Entreposto por sutileza e bons achados visuais, na sugestão de que Batman está também a um passo de se tornar seu próprio inimigo, o filme ‘The Batman’ reapresenta o personagem em seu segundo ano como vigilante de Gotham; ele já tem a confiança do tenente James Gordon, mas visivelmente ainda é o órfão crescido que aderiu ao vigilantismo para ventilar seus ressentimentos. Um Batman que está começando e que tem uma certa imaturidade, tentando descobrir o seu verdadeiro papel no combate ao crime.
Durante uma de suas investigações, ele acaba envolvendo a si mesmo e Gordon em um “jogo de gato e rato”, ao investigar uma série de maquinações sádicas em uma trilha de pistas enigmáticas estabelecida pelo vilão Charada.
Quando o trabalho acaba o levando a descobrir uma onda de corrupção que envolve o nome de sua família, pondo em risco a própria integridade e as memórias que tinha sobre seu pai, Thomas Wayne, as evidências começam a chegar mais perto de casa e Batman precisa forjar novos relacionamentos, para assim desmascarar o culpado e fazer justiça ao abuso de poder e à corrupção que há muito tempo assola Gotham City.
Trabalhando com diversos aspectos do cinema de suspense noir , o longa de Matt Reeves habilita um lado mais detetivesco do personagem título, estabelecendo uma linguagem, invariavelmente, intensa e realística do herói. Neste sentido, o cineasta aproveita tropos de um ou dois gêneros “adultos” para tornar mais impactante e sisuda uma narrativa de universo fantasioso. Tudo tecnicamente é bem feito, mas a escolha de um ritmo cadenciado para contar a história pode incomodar os que clamam por mais urgência nas cenas.
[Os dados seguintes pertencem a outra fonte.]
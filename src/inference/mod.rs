pub mod anthropic;
pub mod bedrock;
pub mod openai;

use std::time::Duration;

use async_trait::async_trait;

use crate::config::{ModelConfig, ProviderCredentials};
use crate::error::ProviderError;
use crate::types::{ImagePayload, ProviderKind};

/// Instruction sent with every photo, identical across backends so their
/// replies come back in the same shape.
pub const ANALYSIS_PROMPT: &str = "Analyze this image and identify all food items visible.
For each item, provide:
- item_name: specific food product
- quantity: count of discrete items
- confidence: 0-1 score
- is_leftover: boolean for containers/homemade food

Return results as a JSON list.";

/// Short text-only request used by connectivity checks.
pub const PING_PROMPT: &str = "Say 'API connection successful'";

pub const MAX_OUTPUT_TOKENS: u32 = 1000;

/// One vision API call. Image and prompt in, reply text out.
/// No retries here; the pipeline owns that.
#[async_trait]
pub trait VisionProvider: Send + Sync {
    fn kind(&self) -> ProviderKind;

    async fn analyze(&self, image: &ImagePayload, prompt: &str) -> Result<String, ProviderError>;

    /// Cheap text-only round trip to check credentials and connectivity.
    async fn ping(&self) -> Result<String, ProviderError>;
}

#[async_trait]
impl VisionProvider for Box<dyn VisionProvider> {
    fn kind(&self) -> ProviderKind {
        (**self).kind()
    }

    async fn analyze(&self, image: &ImagePayload, prompt: &str) -> Result<String, ProviderError> {
        (**self).analyze(image, prompt).await
    }

    async fn ping(&self) -> Result<String, ProviderError> {
        (**self).ping().await
    }
}

/// Build the adapter for `kind`. Credentials are copied in but not checked
/// until the first call.
pub fn build_provider(
    kind: ProviderKind,
    credentials: &ProviderCredentials,
    models: &ModelConfig,
    timeout: Duration,
) -> Box<dyn VisionProvider> {
    let model = models.for_provider(kind);
    match kind {
        ProviderKind::OpenAi => Box::new(
            openai::OpenAiProvider::new(credentials.openai_api_key.clone(), model)
                .with_timeout(timeout),
        ),
        ProviderKind::Anthropic => Box::new(
            anthropic::AnthropicProvider::new(credentials.anthropic_api_key.clone(), model)
                .with_timeout(timeout),
        ),
        ProviderKind::Aws => {
            Box::new(bedrock::BedrockProvider::new(credentials, model).with_timeout(timeout))
        }
    }
}

pub(crate) fn http_client(timeout: Duration) -> reqwest::Client {
    reqwest::Client::builder()
        .timeout(timeout)
        .build()
        .unwrap_or_default()
}

fn request_error(e: reqwest::Error, timeout: Duration) -> ProviderError {
    if e.is_timeout() {
        ProviderError::Timeout(timeout)
    } else {
        ProviderError::Request(e.to_string())
    }
}

/// Send a prepared request and return the body of a 2xx reply, mapping
/// throttling and auth statuses onto their own error classes.
pub(crate) async fn send(
    req: reqwest::RequestBuilder,
    throttle_statuses: &[u16],
    timeout: Duration,
) -> Result<String, ProviderError> {
    let resp = req.send().await.map_err(|e| request_error(e, timeout))?;

    let status = resp.status().as_u16();
    let retry_after = resp
        .headers()
        .get(reqwest::header::RETRY_AFTER)
        .and_then(|v| v.to_str().ok())
        .and_then(|v| v.trim().parse::<u64>().ok())
        .map(Duration::from_secs);

    let text = resp.text().await.map_err(|e| request_error(e, timeout))?;

    match status {
        200..=299 => Ok(text),
        s if s == 429 || throttle_statuses.contains(&s) => Err(ProviderError::RateLimited {
            retry_after,
            message: text,
        }),
        401 | 403 => Err(ProviderError::Auth(format!("HTTP {status}: {text}"))),
        _ => Err(ProviderError::ApiError { status, body: text }),
    }
}

pub(crate) fn data_url(image: &ImagePayload) -> String {
    format!(
        "data:{};base64,{}",
        image.media_type.as_str(),
        encode_base64(&image.bytes)
    )
}

pub(crate) fn encode_base64(bytes: &[u8]) -> String {
    use base64::{engine::general_purpose::STANDARD, Engine};
    STANDARD.encode(bytes)
}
Permeado por alguns pequenos clichês, o roteiro escrito pelo cineasta em parceria com Peter Craig não é exatamente de se encher os olhos. Justificado pela construção do universo no qual o filme se passa, dos personagens e das suas interações, o texto funciona bem em ser um instrumento de condução para a ótima direção e estabelecer comentários político-sociais bastante pertinentes, muitos dos quais, envolvendo as ações do próprio homem-morcego.
Robert Pattinson
Sempre um personagem à procura de um ator, Batman se encontra em Robert Pattinson e na direção febril e musculosa de Matt Reeves. Dentro da proposta, o ator se mostra uma escolha acertada para o papel.
Para fugir da interpretação clássica, que usa a persona pública de Bruce Wayne como disfarce, o ator vai para o outro oposto e transmite toda a solidão e inadequação de alguém que abriu mão de tudo para focar única e exclusivamente em vingança. Desta vez, é o traje que preenche o Bruce Wayne. Passando a maior parte do filme vestindo o capuz, ele encontra a junção perfeita de expressividade e profundidade que nenhum outro ator conseguiu empregar ao herói.